Nove entre dez críticos ao abordarem uma obra de Antonio Prata iniciam a análise a partir de sua árvore genealógica. Se o talento é um gene passível de ser transmitido de pai para filho, é difícil não mencionar o pai Mario Prata – um dos cronistas que se adequam ao epíteto de um dos mais talentosos do país – ao iniciar uma conversa sobre Antônio. Embora seja uma raridade a filiação na literatura, há bons exemplos consagrados como Alexandre Dumas e Alexandre Dumas Filho, Stephen King e Owen King, e outras duplas que comprovam a teoria da evolução pelo meio da narrativa.

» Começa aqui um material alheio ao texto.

//! CON text → [`Value`] (spec §4.5-§4.7). A recursive-descent parser over a
//! pre-split line table: each production returns the value it parsed plus the index
//! of the first line it did not consume, so the caller simply resumes from there.

use crate::error::{syntax_err, ConError, Result};
use crate::header::{parse_array_header, ArrayHeader, HeaderParse};
use crate::lexical::{find_unquoted, parse_number_literal, split_unquoted, unquote_token, Delimiter};
use crate::line::{split_lines, Line};
use crate::options::ParseOptions;
use crate::value::Value;

/// Parse CON text into a [`Value`] tree under `opts`.
pub fn deserialize(text: &str, opts: &ParseOptions) -> Result<Value> {
    if text.trim().is_empty() {
        return Err(ConError::EmptyInput);
    }
    let lines = split_lines(text, opts.strict)?;
    if lines.is_empty() {
        return Err(ConError::EmptyInput);
    }
    let parser = Parser {
        lines,
        opts: opts.clone(),
    };
    parser.parse_document()
}

/// Convenience wrapper matching the teacher's `decode(con: &str)` string path:
/// parse and re-serialize as compact JSON text.
pub fn decode(con: &str) -> Result<String> {
    let value = deserialize(con, &ParseOptions::default())?;
    Ok(serde_json::to_string(&value.to_json())?)
}

struct Parser<'a> {
    lines: Vec<Line<'a>>,
    opts: ParseOptions,
}

impl<'a> Parser<'a> {
    fn parse_document(&self) -> Result<Value> {
        let first = self.lines[0];
        if let Some(hp) = parse_array_header(first.content) {
            if hp.header.key.is_none() {
                let (value, next) = self.parse_array_from_header(&hp, 0, 0)?;
                self.ensure_consumed(next)?;
                return Ok(value);
            }
        }
        if self.lines.len() == 1 && find_unquoted(first.content, b':', 0).is_none() {
            let value = parse_primitive_token(first.content, first.line_number)?;
            return Ok(value);
        }
        let (pairs, next) = self.parse_object(0, 0)?;
        self.ensure_consumed(next)?;
        Ok(Value::Obj(pairs))
    }

    fn ensure_consumed(&self, next: usize) -> Result<()> {
        if next != self.lines.len() {
            let line = self.lines[next];
            return Err(syntax_err(line.line_number, "unexpected trailing content"));
        }
        Ok(())
    }

    /// Parse every field at exactly `depth`, starting at line `start`, stopping at
    /// the first line that is shallower (or at end of input).
    fn parse_object(&self, depth: usize, start: usize) -> Result<(Vec<(String, Value)>, usize)> {
        let mut pairs = Vec::new();
        let mut i = start;
        while i < self.lines.len() && self.lines[i].depth == depth {
            let line = self.lines[i];
            if let Some(hp) = parse_array_header(line.content) {
                if let Some(key) = hp.header.key.clone() {
                    let (value, next) = self.parse_array_from_header(&hp, depth, i)?;
                    pairs.push((key, value));
                    i = next;
                    continue;
                }
            }
            let (key, value, next) = self.parse_key_value_line(line, depth, i)?;
            pairs.push((key, value));
            i = next;
        }
        Ok((pairs, i))
    }

    fn parse_key_value_line(&self, line: Line<'a>, depth: usize, i: usize) -> Result<(String, Value, usize)> {
        let content = line.content;
        let colon = find_unquoted(content, b':', 0)
            .ok_or_else(|| syntax_err(line.line_number, "expected ':' in key-value line"))?;
        let key_part = content[..colon].trim();
        let key = unquote_token(key_part, line.line_number)?;
        let rest = content[colon + 1..].trim_start();
        if rest.is_empty() {
            if i + 1 < self.lines.len() && self.lines[i + 1].depth > depth {
                let (pairs, next) = self.parse_object(depth + 1, i + 1)?;
                return Ok((key, Value::Obj(pairs), next));
            }
            return Ok((key, Value::Obj(Vec::new()), i + 1));
        }
        let value = parse_primitive_token(rest, line.line_number)?;
        Ok((key, value, i + 1))
    }

    /// `hp` was parsed from `self.lines[i].content`. `depth` is the header line's own
    /// depth; any body lines it owns sit at `depth + 1`.
    fn parse_array_from_header(&self, hp: &HeaderParse, depth: usize, i: usize) -> Result<(Value, usize)> {
        let header = &hp.header;
        let line = self.lines[i];
        if let Some(tail) = &hp.inline_tail {
            let items = self.parse_inline_values(tail, header.delimiter, line.line_number)?;
            self.check_count(header, items.len())?;
            return Ok((Value::Arr(items), i + 1));
        }
        if header.count == 0 {
            return Ok((Value::Arr(Vec::new()), i + 1));
        }
        let body_depth = depth + 1;
        if let Some(fields) = &header.fields {
            let (rows, next) = self.parse_tabular_rows(body_depth, i + 1, fields, header.delimiter)?;
            self.check_count(header, rows.len())?;
            return Ok((Value::Arr(rows), next));
        }
        // Brace-less header whose first body line isn't a list item: the field
        // names are inferred from that line instead of the `{...}` segment (spec
        // §4.7's tabular dispatch also covers this header-row form).
        if i + 1 < self.lines.len()
            && self.lines[i + 1].depth == body_depth
            && !self.lines[i + 1].content.starts_with('-')
        {
            let header_row = self.lines[i + 1];
            let fields: Vec<String> = split_unquoted(header_row.content, header.delimiter.as_char() as u8)
                .into_iter()
                .map(|part| unquote_token(part.trim(), header_row.line_number))
                .collect::<Result<_>>()?;
            let (rows, next) = self.parse_tabular_rows(body_depth, i + 2, &fields, header.delimiter)?;
            self.check_count(header, rows.len())?;
            return Ok((Value::Arr(rows), next));
        }
        let (items, next) = self.parse_list_items(body_depth, i + 1)?;
        self.check_count(header, items.len())?;
        Ok((Value::Arr(items), next))
    }

    fn check_count(&self, header: &ArrayHeader, actual: usize) -> Result<()> {
        if self.opts.strict && header.count != actual {
            return Err(ConError::CountMismatch {
                expected: header.count,
                actual,
                kind: "array",
            });
        }
        Ok(())
    }

    fn parse_inline_values(&self, tail: &str, delimiter: Delimiter, line: usize) -> Result<Vec<Value>> {
        if tail.trim().is_empty() {
            return Ok(Vec::new());
        }
        split_unquoted(tail, delimiter.as_char() as u8)
            .into_iter()
            .map(|tok| parse_primitive_token(tok.trim(), line))
            .collect()
    }

    fn parse_tabular_rows(
        &self,
        depth: usize,
        start: usize,
        fields: &[String],
        delimiter: Delimiter,
    ) -> Result<(Vec<Value>, usize)> {
        let mut rows = Vec::new();
        let mut i = start;
        while i < self.lines.len() && self.lines[i].depth == depth {
            let line = self.lines[i];
            let cells = split_unquoted(line.content, delimiter.as_char() as u8);
            if cells.len() != fields.len() {
                return Err(syntax_err(
                    line.line_number,
                    format!("expected {} tabular columns, found {}", fields.len(), cells.len()),
                ));
            }
            let mut pairs = Vec::with_capacity(fields.len());
            for (field, cell) in fields.iter().zip(cells) {
                pairs.push((field.clone(), parse_primitive_token(cell.trim(), line.line_number)?));
            }
            rows.push(Value::Obj(pairs));
            i += 1;
        }
        Ok((rows, i))
    }

    fn parse_list_items(&self, depth: usize, start: usize) -> Result<(Vec<Value>, usize)> {
        let mut items = Vec::new();
        let mut i = start;
        while i < self.lines.len() && self.lines[i].depth == depth {
            let line = self.lines[i];
            if !line.content.starts_with('-') {
                break;
            }
            let rest = &line.content[1..];
            let after_dash = rest.strip_prefix(' ').unwrap_or(rest);
            let (value, next) = self.parse_list_item(after_dash, depth, i)?;
            items.push(value);
            i = next;
        }
        Ok((items, i))
    }

    /// `after_dash` is the item line's content with its `"- "` marker stripped.
    fn parse_list_item(&self, after_dash: &str, depth: usize, i: usize) -> Result<(Value, usize)> {
        let line = self.lines[i];
        if after_dash.is_empty() {
            if i + 1 < self.lines.len() && self.lines[i + 1].depth > depth {
                let (pairs, next) = self.parse_object(depth + 1, i + 1)?;
                return Ok((Value::Obj(pairs), next));
            }
            return Ok((Value::Obj(Vec::new()), i + 1));
        }
        if let Some(hp) = parse_array_header(after_dash) {
            if let Some(key) = hp.header.key.clone() {
                let (first_val, next) = self.parse_array_from_header(&hp, depth + 1, i)?;
                return self.parse_list_item_object_continuation(key, first_val, depth, next);
            }
            let (value, next) = self.parse_array_from_header(&hp, depth, i)?;
            return Ok((value, next));
        }
        if let Some(colon) = find_unquoted(after_dash, b':', 0) {
            let key_part = after_dash[..colon].trim();
            let key = unquote_token(key_part, line.line_number)?;
            let rest = after_dash[colon + 1..].trim_start();
            let (first_val, next) = if rest.is_empty() {
                if i + 1 < self.lines.len() && self.lines[i + 1].depth > depth + 1 {
                    let (pairs, next) = self.parse_object(depth + 2, i + 1)?;
                    (Value::Obj(pairs), next)
                } else {
                    (Value::Obj(Vec::new()), i + 1)
                }
            } else {
                (parse_primitive_token(rest, line.line_number)?, i + 1)
            };
            return self.parse_list_item_object_continuation(key, first_val, depth, next);
        }
        Ok((parse_primitive_token(after_dash, line.line_number)?, i + 1))
    }

    /// Gather any sibling fields of a list item's first key, which live at
    /// `depth + 1` — the same depth the first key's own nested content (if any)
    /// sits one level below.
    fn parse_list_item_object_continuation(
        &self,
        first_key: String,
        first_val: Value,
        depth: usize,
        next: usize,
    ) -> Result<(Value, usize)> {
        let mut pairs = vec![(first_key, first_val)];
        if next < self.lines.len() && self.lines[next].depth == depth + 1 {
            let (rest_pairs, after) = self.parse_object(depth + 1, next)?;
            pairs.extend(rest_pairs);
            return Ok((Value::Obj(pairs), after));
        }
        Ok((Value::Obj(pairs), next))
    }
}

/// Parse a single primitive token: quoted string, `null`/`true`/`false`, a numeric
/// literal, or (falling through) an unquoted string.
fn parse_primitive_token(tok: &str, line: usize) -> Result<Value> {
    let tok = tok.trim();
    if tok.is_empty() {
        return Ok(Value::Str(String::new()));
    }
    if tok.starts_with('"') {
        return Ok(Value::Str(unquote_token(tok, line)?));
    }
    match tok {
        "null" => return Ok(Value::Null),
        "true" => return Ok(Value::Bool(true)),
        "false" => return Ok(Value::Bool(false)),
        _ => {}
    }
    if let Some(n) = parse_number_literal(tok) {
        return Ok(Value::Num(n));
    }
    Ok(Value::Str(tok.to_string()))
}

Vencedor do prêmio Jabuti em 2010 na categoria Crônica, Meio Intelectual, Meio de Esquerda, lançado pela Editora 34 é uma reunião de crônicas que, como toda boa crônica, dilui qualquer definição de gênero. Sempre considerada como um gênero menor, uma afirmação vinda até mesmo de estudiosos da literatura, a crônica sempre foi uma espécie de patinho feio literário. Devido a seu formato breve, a necessidade de uma contextualização de fatos presentes na mídia, e outras definições de manuais, definiu-se que ela é uma narrativa datada e, portanto, menor.
Porém, uma constatação rápida em grandes cronistas do país como Machado de Assis, Carlos Drummond de Andrade, Rubem Braga, Nelson Rodrigues e Mario Prata, demonstram que a afirmativa é uma definição simplista. Embora os autores dialoguem em maior ou menor grau com um fato observado, o estilo e a visão única de cada autor é que o marca a solidez do texto, mesmo fora de seu tempo.
Nas quase 80 crônicas que compõe o livro de Prata, essas anteriormente lançadas em jornais e revistas, não são os fatos cotidianos e midiáticos o enfoque do autor, como uma crítica fundamentada sobre o mundo. Mas os fatos miúdos da vida, as reflexões que surgem ao acaso em uma tarde ensolarada, o caminho repetido que fazemos durante anos no carro sem nunca se questionar o porquê e outras análises que mostram a complexidade natural de cada um de nós.
Com uma prosa rica e bem-humorada, o autor transforma pequenas observações em análises poéticas em meio a um mundo caótico. Demonstrando precisão ao abordar com qualidade tais temas em textos tão breves, De fato, não soubesse o leitor que se trata de um livro de crônicas, muitas das narrativas poderiam ser chamadas de contos pela abordagem temática e lírica de momentos que, ao menos uma vez na vida, todos irão passar: a espera de uma ligação, as brigas que acontecem por um motivo estúpido, a imaginação que não cessa ao ouvirmos os sons de nossos vizinhos.
Prata é um atento observador do mundo ao redor e um talentoso autor capaz de transmitir tais sensações em meio a um formato simples, direto e breve, divertindo e produzindo reflexões ao leitor. Meio Intelectual, Meio de Esquerda é uma daquelas seleções que demonstram a força da crônica, contrariando qualquer afirmativa de gênero menor.